Exercise aim –
For each line in the records that contains "still", make a copy.

Data in this exercise –
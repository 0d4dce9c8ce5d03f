//! Handler module - the stateful side of the config protocol.
//!
//! Provides:
//! - [`ConfigHandler`] - encodes requests, decodes reply frames into responses
//! - [`RequestCorrelator`] - matches replies to outstanding requests
//! - [`ResponseAssembler`] - accumulates one reply's body
//! - [`StreamPublisher`] / [`ConfigStream`] - push side and subscribe side of
//!   a streaming config feed

mod assembler;
mod config_handler;
mod correlator;
mod publisher;

pub use assembler::{AssembledReply, ResponseAssembler};
pub use config_handler::ConfigHandler;
pub use correlator::RequestCorrelator;
pub use publisher::{ConfigStream, StreamPublisher, Subscription};
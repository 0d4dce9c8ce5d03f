//! # configwire-client
//!
//! Client-side protocol adapter for a cluster configuration service spoken
//! over HTTP/1.1.
//!
//! Four kinds of request are supported: fetching a bucket's config,
//! subscribing to a bucket's streaming config, flushing a bucket, and
//! fetching a bucket's design documents. Replies are matched to requests in
//! the order they were sent and turned into typed responses.
//!
//! ## Architecture
//!
//! - **Handler** ([`ConfigHandler`]): synchronous encoder/decoder for one
//!   connection. Frames in, typed responses out.
//! - **Framing** ([`protocol::ResponseFrameBuffer`]): raw reply bytes to
//!   header/content/last-content frames.
//! - **Endpoint** ([`ConfigEndpoint`]): one tokio task owning a connection
//!   and its handler, with an async `send` API.
//!
//! A streaming subscribe answers with a [`ConfigStream`] as soon as the reply
//! header arrives. Every config revision the server pushes is delivered to
//! its subscribers as one document.
//!
//! ## Example
//!
//! ```ignore
//! use configwire_client::{ConfigEndpoint, ConfigRequest, HandlerConfig};
//!
//! #[tokio::main]
//! async fn main() -> configwire_client::Result<()> {
//!     let socket = tokio::net::TcpStream::connect("10.0.0.1:8091").await?;
//!     let endpoint = ConfigEndpoint::spawn(socket, "10.0.0.1:8091", HandlerConfig::default());
//!
//!     let response = endpoint
//!         .send(ConfigRequest::bucket_config("default", ""))
//!         .await?;
//!     println!("{:?}", response.body());
//!
//!     endpoint.shutdown().await;
//!     Ok(())
//! }
//! ```

pub mod codec;
pub mod config;
pub mod endpoint;
pub mod error;
pub mod handler;
pub mod message;
pub mod protocol;

pub use config::HandlerConfig;
pub use endpoint::ConfigEndpoint;
pub use error::{ConfigError, Result};
pub use handler::{ConfigHandler, ConfigStream, Subscription};
pub use message::{ConfigRequest, ConfigResponse, RequestKind};
pub use protocol::ResponseStatus;
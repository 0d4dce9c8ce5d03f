//! Connection endpoint driving one [`ConfigHandler`].
//!
//! [`ConfigEndpoint::spawn`] takes an established connection and spawns a
//! task that exclusively owns the handler. Callers talk to the task through a
//! command channel:
//!
//! ```text
//! send() ─► mpsc::Sender<Command> ─► connection task ─► encode ─► writer task ─► socket
//!   ▲                                     │
//!   └──── oneshot responder ◄── decode ◄──┘ read
//! ```
//!
//! Writes run on their own task so a peer that is slow to read never stops
//! the connection task from reading.
//!
//! Responders complete in the order requests were sent, so pipelined callers
//! each get their own reply. A bucket streaming request completes as soon as
//! its header arrives, with the live [`ConfigStream`](crate::handler::ConfigStream).
//!
//! # Example
//!
//! ```ignore
//! use configwire_client::{ConfigEndpoint, ConfigRequest, ConfigResponse, HandlerConfig};
//!
//! let socket = tokio::net::TcpStream::connect("10.0.0.1:8091").await?;
//! let endpoint = ConfigEndpoint::spawn(socket, "10.0.0.1:8091", HandlerConfig::default());
//!
//! if let ConfigResponse::BucketStreaming(response) =
//!     endpoint.send(ConfigRequest::bucket_streaming("default", "")).await?
//! {
//!     let mut configs = response.stream.subscribe();
//!     while let Some(config) = configs.next().await {
//!         println!("{}", config);
//!     }
//! }
//! ```

use std::collections::VecDeque;

use bytes::{Bytes, BytesMut};
use tokio::io::{AsyncRead, AsyncReadExt, AsyncWrite, AsyncWriteExt};
use tokio::sync::{mpsc, oneshot};
use tokio::task::JoinHandle;

use crate::config::HandlerConfig;
use crate::error::{ConfigError, Result};
use crate::handler::ConfigHandler;
use crate::message::{ConfigRequest, ConfigResponse};
use crate::protocol::ResponseFrameBuffer;

type Responder = oneshot::Sender<Result<ConfigResponse>>;

/// Maximum queued requests coalesced into a single write.
const MAX_BATCH_SIZE: usize = 64;

enum Command {
    Send {
        request: ConfigRequest,
        responder: Responder,
    },
    Shutdown,
}

/// Handle to a running connection task.
pub struct ConfigEndpoint {
    commands: mpsc::Sender<Command>,
    remote_host: String,
    task: JoinHandle<()>,
}

impl ConfigEndpoint {
    /// Spawn the connection task for `io`.
    ///
    /// Must be called from within a tokio runtime.
    pub fn spawn<S>(io: S, remote_host: impl Into<String>, config: HandlerConfig) -> Self
    where
        S: AsyncRead + AsyncWrite + Send + Unpin + 'static,
    {
        let remote_host = remote_host.into();
        let (commands, rx) = mpsc::channel(config.command_capacity.max(1));

        let connection = Connection {
            frames: ResponseFrameBuffer::with_max_header_size(config.max_header_size),
            read_buffer_size: config.read_buffer_size.max(1),
            write_capacity: config.command_capacity.max(1),
            handler: ConfigHandler::with_config(remote_host.clone(), config),
            responders: VecDeque::new(),
        };

        let host = remote_host.clone();
        let task = tokio::spawn(async move {
            if let Err(e) = connection.run(io, rx).await {
                tracing::error!("Config connection to {} failed: {}", host, e);
            }
        });

        Self {
            commands,
            remote_host,
            task,
        }
    }

    /// Send a request and wait for its typed response.
    ///
    /// # Errors
    ///
    /// Returns [`ConfigError::ConnectionClosed`] if the connection ends before
    /// the response is produced.
    pub async fn send(&self, request: ConfigRequest) -> Result<ConfigResponse> {
        let (responder, response) = oneshot::channel();
        self.commands
            .send(Command::Send { request, responder })
            .await
            .map_err(|_| ConfigError::ConnectionClosed)?;

        response.await.map_err(|_| ConfigError::ConnectionClosed)?
    }

    /// Close the connection and wait for the task to finish.
    ///
    /// Any open config stream is completed and requests still waiting fail
    /// with [`ConfigError::ConnectionClosed`].
    pub async fn shutdown(self) {
        let _ = self.commands.send(Command::Shutdown).await;
        if let Err(e) = self.task.await {
            tracing::error!("Config connection task for {} panicked: {}", self.remote_host, e);
        }
    }

    /// Check if the connection task has ended.
    pub fn is_closed(&self) -> bool {
        self.commands.is_closed()
    }

    /// Remote host the connection serves.
    pub fn remote_host(&self) -> &str {
        &self.remote_host
    }
}

/// State owned by the connection task.
struct Connection {
    handler: ConfigHandler,
    frames: ResponseFrameBuffer,
    responders: VecDeque<Responder>,
    read_buffer_size: usize,
    write_capacity: usize,
}

impl Connection {
    async fn run<S>(mut self, io: S, mut commands: mpsc::Receiver<Command>) -> Result<()>
    where
        S: AsyncRead + AsyncWrite + Send + Unpin + 'static,
    {
        let (mut reader, writer) = tokio::io::split(io);
        let writes = spawn_writer_task(writer, self.write_capacity);
        let mut buf = vec![0u8; self.read_buffer_size];

        let result = loop {
            tokio::select! {
                command = commands.recv() => match command {
                    Some(Command::Send { request, responder }) => {
                        let wire = self.handler.encode(request).encode();
                        self.responders.push_back(responder);

                        if writes.send(wire).await.is_err() {
                            break Err(ConfigError::ConnectionClosed);
                        }
                    }
                    Some(Command::Shutdown) | None => break Ok(()),
                },
                read = reader.read(&mut buf) => {
                    let n = match read {
                        Ok(0) => break Ok(()), // Connection closed
                        Ok(n) => n,
                        Err(e) => break Err(ConfigError::Io(e)),
                    };

                    if let Err(e) = self.dispatch(&buf[..n]) {
                        break Err(e);
                    }
                }
                _ = writes.closed() => break Err(ConfigError::ConnectionClosed),
            }
        };

        self.close();
        result
    }

    /// Decode received bytes and complete responders with any responses.
    fn dispatch(&mut self, data: &[u8]) -> Result<()> {
        for frame in self.frames.push(data)? {
            let Some(response) = self.handler.decode(frame)? else {
                continue;
            };

            let responder = self.responders.pop_front().ok_or_else(|| {
                ConfigError::Protocol("Response produced with no waiting caller".to_string())
            })?;
            if responder.send(Ok(response)).is_err() {
                tracing::debug!("Caller stopped waiting for config response");
            }
        }
        Ok(())
    }

    fn close(self) {
        let Connection {
            handler,
            responders,
            ..
        } = self;

        // Completes any open stream before waiting callers are released.
        drop(handler);

        for responder in responders {
            let _ = responder.send(Err(ConfigError::ConnectionClosed));
        }
    }
}

/// Spawn the task that owns the write half and drains queued requests.
///
/// Requests already queued are coalesced into one write. The task ends when
/// the sender is dropped or a write fails; a failure closes the channel.
fn spawn_writer_task<W>(mut writer: W, capacity: usize) -> mpsc::Sender<Bytes>
where
    W: AsyncWrite + Send + Unpin + 'static,
{
    let (tx, mut rx) = mpsc::channel::<Bytes>(capacity);

    tokio::spawn(async move {
        let mut batch = BytesMut::with_capacity(4096);
        while let Some(wire) = rx.recv().await {
            batch.clear();
            batch.extend_from_slice(&wire);
            for _ in 1..MAX_BATCH_SIZE {
                match rx.try_recv() {
                    Ok(more) => batch.extend_from_slice(&more),
                    Err(_) => break,
                }
            }

            if let Err(e) = writer.write_all(&batch).await {
                tracing::error!("Config request write failed: {}", e);
                return;
            }
        }
    });

    tx
}

#[cfg(test)]
mod tests {
    use super::*;
    use crate::message::RequestKind;
    use crate::protocol::ResponseStatus;
    use tokio::io::DuplexStream;

    async fn read_request(server: &mut DuplexStream) -> String {
        let mut received = Vec::new();
        let mut buf = [0u8; 1024];
        while !received.windows(4).any(|w| w == b"\r\n\r\n") {
            let n = server.read(&mut buf).await.unwrap();
            assert!(n > 0, "client closed before sending a full request");
            received.extend_from_slice(&buf[..n]);
        }
        String::from_utf8(received).unwrap()
    }

    #[tokio::test]
    async fn test_send_bucket_config() {
        let (client, mut server) = tokio::io::duplex(4096);
        let endpoint = ConfigEndpoint::spawn(client, "node1:8091", HandlerConfig::default());

        let server_task = tokio::spawn(async move {
            let request = read_request(&mut server).await;
            server
                .write_all(b"HTTP/1.1 200 OK\r\nContent-Length: 9\r\n\r\n{\"rev\":1}")
                .await
                .unwrap();
            (request, server)
        });

        let response = endpoint
            .send(ConfigRequest::bucket_config("default", ""))
            .await
            .unwrap();
        assert_eq!(response.kind(), RequestKind::BucketConfig);
        assert_eq!(response.status(), ResponseStatus::Success);
        assert_eq!(response.body(), Some("{\"rev\":1}"));

        let (request, _server) = server_task.await.unwrap();
        assert!(request.starts_with("GET /pools/default/buckets/default HTTP/1.1\r\n"));
        assert!(request.contains("Host: node1:8091\r\n"));
    }

    #[tokio::test]
    async fn test_connection_closed_fails_pending() {
        let (client, mut server) = tokio::io::duplex(4096);
        let endpoint = ConfigEndpoint::spawn(client, "node1", HandlerConfig::default());

        tokio::spawn(async move {
            read_request(&mut server).await;
            drop(server);
        });

        let result = endpoint.send(ConfigRequest::flush("default", "")).await;
        assert!(matches!(result, Err(ConfigError::ConnectionClosed)));
    }

    #[tokio::test]
    async fn test_streaming_over_connection() {
        let (client, mut server) = tokio::io::duplex(4096);
        let endpoint = ConfigEndpoint::spawn(client, "node1", HandlerConfig::default());
        let (go_tx, go_rx) = oneshot::channel::<()>();

        let server_task = tokio::spawn(async move {
            read_request(&mut server).await;
            server
                .write_all(b"HTTP/1.1 200 OK\r\nTransfer-Encoding: chunked\r\n\r\n")
                .await
                .unwrap();
            go_rx.await.unwrap();
            server
                .write_all(b"8\r\ndoc1\n\n\n\n\r\n8\r\ndoc2\n\n\n\n\r\n0\r\n\r\n")
                .await
                .unwrap();
            server
        });

        let response = endpoint
            .send(ConfigRequest::bucket_streaming("default", ""))
            .await
            .unwrap();
        let ConfigResponse::BucketStreaming(response) = response else {
            panic!("expected streaming response");
        };
        assert_eq!(response.host, "node1");

        let mut sub = response.stream.subscribe();
        go_tx.send(()).unwrap();

        assert_eq!(sub.next().await.as_deref(), Some("doc1"));
        assert_eq!(sub.next().await.as_deref(), Some("doc2"));
        assert_eq!(sub.next().await, None);

        let _server = server_task.await.unwrap();
    }

    #[tokio::test]
    async fn test_shutdown_completes_stream() {
        let (client, mut server) = tokio::io::duplex(4096);
        let endpoint = ConfigEndpoint::spawn(client, "node1", HandlerConfig::default());

        let server_task = tokio::spawn(async move {
            read_request(&mut server).await;
            server
                .write_all(b"HTTP/1.1 200 OK\r\nTransfer-Encoding: chunked\r\n\r\n")
                .await
                .unwrap();
            server
        });

        let Ok(ConfigResponse::BucketStreaming(response)) = endpoint
            .send(ConfigRequest::bucket_streaming("default", ""))
            .await
        else {
            panic!("expected streaming response");
        };
        let mut sub = response.stream.subscribe();

        endpoint.shutdown().await;

        assert!(!response.stream.is_active());
        assert_eq!(sub.next().await, None);
        let _server = server_task.await.unwrap();
    }

    #[tokio::test]
    async fn test_document_in_same_write_as_header() {
        let (client, mut server) = tokio::io::duplex(4096);
        let endpoint = ConfigEndpoint::spawn(client, "node1", HandlerConfig::default());

        let server_task = tokio::spawn(async move {
            read_request(&mut server).await;
            server
                .write_all(
                    b"HTTP/1.1 200 OK\r\nTransfer-Encoding: chunked\r\n\r\n\
                      8\r\ndoc1\n\n\n\n\r\n",
                )
                .await
                .unwrap();
            server
        });

        let Ok(ConfigResponse::BucketStreaming(response)) = endpoint
            .send(ConfigRequest::bucket_streaming("default", ""))
            .await
        else {
            panic!("expected streaming response");
        };
        let _server = server_task.await.unwrap();

        let mut sub = response.stream.subscribe();
        endpoint.shutdown().await;

        assert_eq!(sub.next().await.as_deref(), Some("doc1"));
        assert_eq!(sub.next().await, None);
    }

    #[tokio::test]
    async fn test_reads_continue_while_peer_not_reading() {
        // A tiny pipe the peer never drains, so the request write cannot finish.
        let (client, mut server) = tokio::io::duplex(16);
        let endpoint = ConfigEndpoint::spawn(client, "node1", HandlerConfig::default());

        let pending = tokio::spawn(async move {
            endpoint
                .send(ConfigRequest::bucket_config("default", ""))
                .await
        });

        // Once the request has started arriving, stop reading it.
        let mut start = [0u8; 4];
        server.read_exact(&mut start).await.unwrap();
        assert_eq!(&start, b"GET ");

        // The reply is read even though the request is still being written.
        server
            .write_all(b"HTTP/1.1 200 OK\r\nContent-Length: 2\r\n\r\n{}")
            .await
            .unwrap();

        let response = pending.await.unwrap().unwrap();
        assert_eq!(response.body(), Some("{}"));
    }
}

Finished task –
    /// Any open config stream is completed and requests still waiting fail
        // The reply is read even though the request is still being written.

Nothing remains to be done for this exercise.